Couldn't agree more, and since I know how much work these environments are to build, the people doing so well, have at least as much of my respect as the ones who devise the models.
But again, and I'm sorry I am pulling the "definition and meaning" card again: We cannot devise a system that requires a tight corset of an execution environment keeping tabs on it all the time lest it goes bananas, and still call it an AGI. Humans don't work that way, and no matter how we define "AGI", in the end I think we can agree that "something like how we do thinking" is pretty close to any valid definition, no?
If I need to lock something in 10 days to sunday to prevent it from going off the rails, I cannot really call it an AGI.
> An AGI has to be autonomous. It cannot "go nuts" without handholding [...]
So I think this is where I get off your bus - regardless of what you call it, I think current agentic systems like claude code are already there. They can construct their own handholds as they go. I have a section in all my CLAUDE.md files that tells them to always develop within a feedback loop like a test, and to set it up themselves if necessary, for instance. It works remarkably well!

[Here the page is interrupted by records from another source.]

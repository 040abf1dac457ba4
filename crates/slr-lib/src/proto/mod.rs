//! Generated protobuf code
//!
//! This module contains the Rust code for `proto/slr/v1/regression.proto`.
//! With the `proto-gen` feature the code generated at build time by
//! tonic-build is used; otherwise the checked-in definitions below are
//! compiled, so builds do not require protoc.

mod convert;

#[cfg(feature = "proto-gen")]
pub mod slr {
    pub mod v1 {
        tonic::include_proto!("slr.v1");
    }
}

#[cfg(not(feature = "proto-gen"))]
pub mod slr {
    pub mod v1 {
        use prost::Message;

        #[derive(Clone, PartialEq, Message)]
        pub struct Instance {
            #[prost(double, tag = "1")]
            pub argument: f64,
            #[prost(double, tag = "2")]
            pub target: f64,
            #[prost(double, tag = "3")]
            pub weight: f64,
        }

        #[derive(Clone, PartialEq, Message)]
        pub struct Pool {
            #[prost(message, repeated, tag = "1")]
            pub instances: Vec<Instance>,
        }

        #[derive(Clone, PartialEq, Message)]
        pub struct TrainingRequest {
            #[prost(message, optional, tag = "1")]
            pub data: Option<Pool>,
            #[prost(bool, tag = "2")]
            pub store_model: bool,
        }

        #[derive(Clone, PartialEq, Message)]
        pub struct SimpleRegressionModel {
            #[prost(double, tag = "1")]
            pub coefficient: f64,
            #[prost(double, tag = "2")]
            pub intercept: f64,
            #[prost(string, tag = "3")]
            pub name: String,
        }

        #[derive(Clone, PartialEq, Message)]
        pub struct TrainingResults {
            #[prost(message, optional, tag = "1")]
            pub model: Option<SimpleRegressionModel>,
            #[prost(double, tag = "2")]
            pub sum_squared_errors: f64,
            #[prost(string, tag = "3")]
            pub name: String,
            #[prost(string, tag = "4")]
            pub creation_time: String,
            #[prost(string, tag = "5")]
            pub error: String,
        }

        #[derive(Clone, PartialEq, Message)]
        pub struct CalculateRequest {
            #[prost(double, tag = "1")]
            pub argument: f64,
            #[prost(string, tag = "2")]
            pub model_name: String,
        }

        #[derive(Clone, PartialEq, Message)]
        pub struct ModelValue {
            #[prost(double, tag = "1")]
            pub value: f64,
            #[prost(double, tag = "2")]
            pub argument: f64,
            #[prost(message, optional, tag = "3")]
            pub model: Option<SimpleRegressionModel>,
            #[prost(bool, tag = "4")]
            pub from_cache: bool,
            #[prost(string, tag = "5")]
            pub calculation_time: String,
        }

        #[derive(Clone, PartialEq, Message)]
        pub struct StatsRequest {}

        #[derive(Clone, PartialEq, Message)]
        pub struct ServerStats {
            #[prost(uint64, tag = "1")]
            pub total_requests: u64,
            #[prost(uint64, tag = "2")]
            pub succeeded_requests: u64,
            #[prost(uint64, tag = "3")]
            pub total_instances: u64,
        }

        pub mod regression_client {
            use super::*;
            use tonic::codegen::*;
            use tonic::transport::Uri;

            #[derive(Debug, Clone)]
            pub struct RegressionClient<T> {
                inner: tonic::client::Grpc<T>,
            }

            impl RegressionClient<tonic::transport::Channel> {
                pub fn new(channel: tonic::transport::Channel) -> Self {
                    let inner = tonic::client::Grpc::new(channel);
                    Self { inner }
                }

                /// Attempt to create a new client by connecting to a given endpoint
                pub async fn connect<D>(dst: D) -> Result<Self, tonic::transport::Error>
                where
                    D: TryInto<tonic::transport::Endpoint>,
                    D::Error: Into<StdError>,
                {
                    let conn = tonic::transport::Endpoint::new(dst)?.connect().await?;
                    Ok(Self::new(conn))
                }
            }

            impl<T> RegressionClient<T>
            where
                T: tonic::client::GrpcService<tonic::body::BoxBody>,
                T::Error: Into<StdError>,
                T::ResponseBody: Body<Data = Bytes> + Send + 'static,
                <T::ResponseBody as Body>::Error: Into<StdError> + Send,
            {
                pub fn with_origin(inner: T, origin: Uri) -> Self {
                    let inner = tonic::client::Grpc::with_origin(inner, origin);
                    Self { inner }
                }

                pub async fn train(
                    &mut self,
                    request: impl tonic::IntoRequest<TrainingRequest>,
                ) -> Result<tonic::Response<TrainingResults>, tonic::Status> {
                    self.inner.ready().await.map_err(|e| {
                        tonic::Status::new(
                            tonic::Code::Unknown,
                            format!("Service was not ready: {}", e.into()),
                        )
                    })?;
                    let codec = tonic::codec::ProstCodec::default();
                    let path = http::uri::PathAndQuery::from_static("/slr.v1.Regression/Train");
                    self.inner.unary(request.into_request(), path, codec).await
                }

                pub async fn calculate(
                    &mut self,
                    request: impl tonic::IntoRequest<CalculateRequest>,
                ) -> Result<tonic::Response<ModelValue>, tonic::Status> {
                    self.inner.ready().await.map_err(|e| {
                        tonic::Status::new(
                            tonic::Code::Unknown,
                            format!("Service was not ready: {}", e.into()),
                        )
                    })?;
                    let codec = tonic::codec::ProstCodec::default();
                    let path =
                        http::uri::PathAndQuery::from_static("/slr.v1.Regression/Calculate");
                    self.inner.unary(request.into_request(), path, codec).await
                }

                pub async fn stats(
                    &mut self,
                    request: impl tonic::IntoRequest<StatsRequest>,
                ) -> Result<tonic::Response<ServerStats>, tonic::Status> {
                    self.inner.ready().await.map_err(|e| {
                        tonic::Status::new(
                            tonic::Code::Unknown,
                            format!("Service was not ready: {}", e.into()),
                        )
                    })?;
                    let codec = tonic::codec::ProstCodec::default();
                    let path = http::uri::PathAndQuery::from_static("/slr.v1.Regression/Stats");
                    self.inner.unary(request.into_request(), path, codec).await
                }
            }
        }

        pub mod regression_server {
            use super::*;
            use tonic::codegen::*;

            #[async_trait]
            pub trait Regression: Send + Sync + 'static {
                async fn train(
                    &self,
                    request: tonic::Request<TrainingRequest>,
                ) -> Result<tonic::Response<TrainingResults>, tonic::Status>;

                async fn calculate(
                    &self,
                    request: tonic::Request<CalculateRequest>,
                ) -> Result<tonic::Response<ModelValue>, tonic::Status>;

                async fn stats(
                    &self,
                    request: tonic::Request<StatsRequest>,
                ) -> Result<tonic::Response<ServerStats>, tonic::Status>;
            }

            #[derive(Debug)]
            pub struct RegressionServer<T: Regression> {
                inner: Arc<T>,
            }

            impl<T: Regression> RegressionServer<T> {
                pub fn new(inner: T) -> Self {
                    Self::from_arc(Arc::new(inner))
                }

                pub fn from_arc(inner: Arc<T>) -> Self {
                    Self { inner }
                }
            }

            impl<T: Regression> Clone for RegressionServer<T> {
                fn clone(&self) -> Self {
                    Self {
                        inner: Arc::clone(&self.inner),
                    }
                }
            }

            struct TrainSvc<T: Regression>(Arc<T>);

            impl<T: Regression> tonic::server::UnaryService<TrainingRequest> for TrainSvc<T> {
                type Response = TrainingResults;
                type Future = BoxFuture<tonic::Response<Self::Response>, tonic::Status>;

                fn call(&mut self, request: tonic::Request<TrainingRequest>) -> Self::Future {
                    let inner = Arc::clone(&self.0);
                    Box::pin(async move { <T as Regression>::train(&inner, request).await })
                }
            }

            struct CalculateSvc<T: Regression>(Arc<T>);

            impl<T: Regression> tonic::server::UnaryService<CalculateRequest> for CalculateSvc<T> {
                type Response = ModelValue;
                type Future = BoxFuture<tonic::Response<Self::Response>, tonic::Status>;

                fn call(&mut self, request: tonic::Request<CalculateRequest>) -> Self::Future {
                    let inner = Arc::clone(&self.0);
                    Box::pin(async move { <T as Regression>::calculate(&inner, request).await })
                }
            }

            struct StatsSvc<T: Regression>(Arc<T>);

            impl<T: Regression> tonic::server::UnaryService<StatsRequest> for StatsSvc<T> {
                type Response = ServerStats;
                type Future = BoxFuture<tonic::Response<Self::Response>, tonic::Status>;

                fn call(&mut self, request: tonic::Request<StatsRequest>) -> Self::Future {
                    let inner = Arc::clone(&self.0);
                    Box::pin(async move { <T as Regression>::stats(&inner, request).await })
                }
            }

            impl<T, B> Service<http::Request<B>> for RegressionServer<T>
            where
                T: Regression,
                B: Body + Send + 'static,
                B::Error: Into<StdError> + Send + 'static,
            {
                type Response = http::Response<tonic::body::BoxBody>;
                type Error = std::convert::Infallible;
                type Future = BoxFuture<Self::Response, Self::Error>;

                fn poll_ready(&mut self, _cx: &mut Context<'_>) -> Poll<Result<(), Self::Error>> {
                    Poll::Ready(Ok(()))
                }

                fn call(&mut self, req: http::Request<B>) -> Self::Future {
                    let inner = Arc::clone(&self.inner);
                    match req.uri().path() {
                        "/slr.v1.Regression/Train" => Box::pin(async move {
                            let mut grpc =
                                tonic::server::Grpc::new(tonic::codec::ProstCodec::default());
                            Ok(grpc.unary(TrainSvc(inner), req).await)
                        }),
                        "/slr.v1.Regression/Calculate" => Box::pin(async move {
                            let mut grpc =
                                tonic::server::Grpc::new(tonic::codec::ProstCodec::default());
                            Ok(grpc.unary(CalculateSvc(inner), req).await)
                        }),
                        "/slr.v1.Regression/Stats" => Box::pin(async move {
                            let mut grpc =
                                tonic::server::Grpc::new(tonic::codec::ProstCodec::default());
                            Ok(grpc.unary(StatsSvc(inner), req).await)
                        }),
                        _ => Box::pin(async move {
                            let mut response = http::Response::new(empty_body());
                            let headers = response.headers_mut();
                            headers.insert(
                                "grpc-status",
                                http::HeaderValue::from_static("12"),
                            );
                            headers.insert(
                                http::header::CONTENT_TYPE,
                                http::HeaderValue::from_static("application/grpc"),
                            );
                            Ok(response)
                        }),
                    }
                }
            }

            impl<T: Regression> tonic::server::NamedService for RegressionServer<T> {
                const NAME: &'static str = "slr.v1.Regression";
            }
        }
    }
}

pub use slr::v1::regression_client::RegressionClient;
pub use slr::v1::regression_server::{Regression, RegressionServer};
pub use slr::v1::*;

There are lots of aspects of human cognition they don't seem to share... like curiousity or a drive for survival (hopefully lol). And creativity is very bad right now - although even there I think there's evidence it has some ability to be creative. So if you want that in your AGI, yeah, it's got a ways to go.
Situation seems very murky for an impossibility theorem though (to me).
> in the end I think we can agree that "something like how we do thinking" is pretty close to any valid definition, no?
I agree, we aren't even close to human-level ability here. I just think that people get hung up on looking at a bunch of tensors, but to me at least the real complexity is when these things embed in an environment.
All these arguments considering pure Turing machines miss this, I think. You don't study ecology by taking organisms out individully and cutting them up. There's value in that, of course, but the interactions are where the really interesting stuff happens.
> And that observable behavior includes hallucinations, a tendency to be repettive, falling for leading questions [...]
I agree with you, obviously, these are common behaviours. You can improve the outcomes a lot with tight feedback loops for development workflows (like fast-running tests and linting/formatting for the agent to code against). In a vacuum these things go totally nuts - part of the reason I think the environment deserves just as much thought in any analysis of an AI-based system!
> Go run an agentic workflow using RAG on a local model. Do an md5 checksum of the model before and after usage. The result will be the same.
As I said in my last comment, I agree with you. The md5 checksum of the tensors won't change. If your workflow accomplished anything at all, however, there will be many changes elsewhere in the system and it's environment (like your codebase). And those changes will in turn affect the future execution of workflows. Nothing controversial here.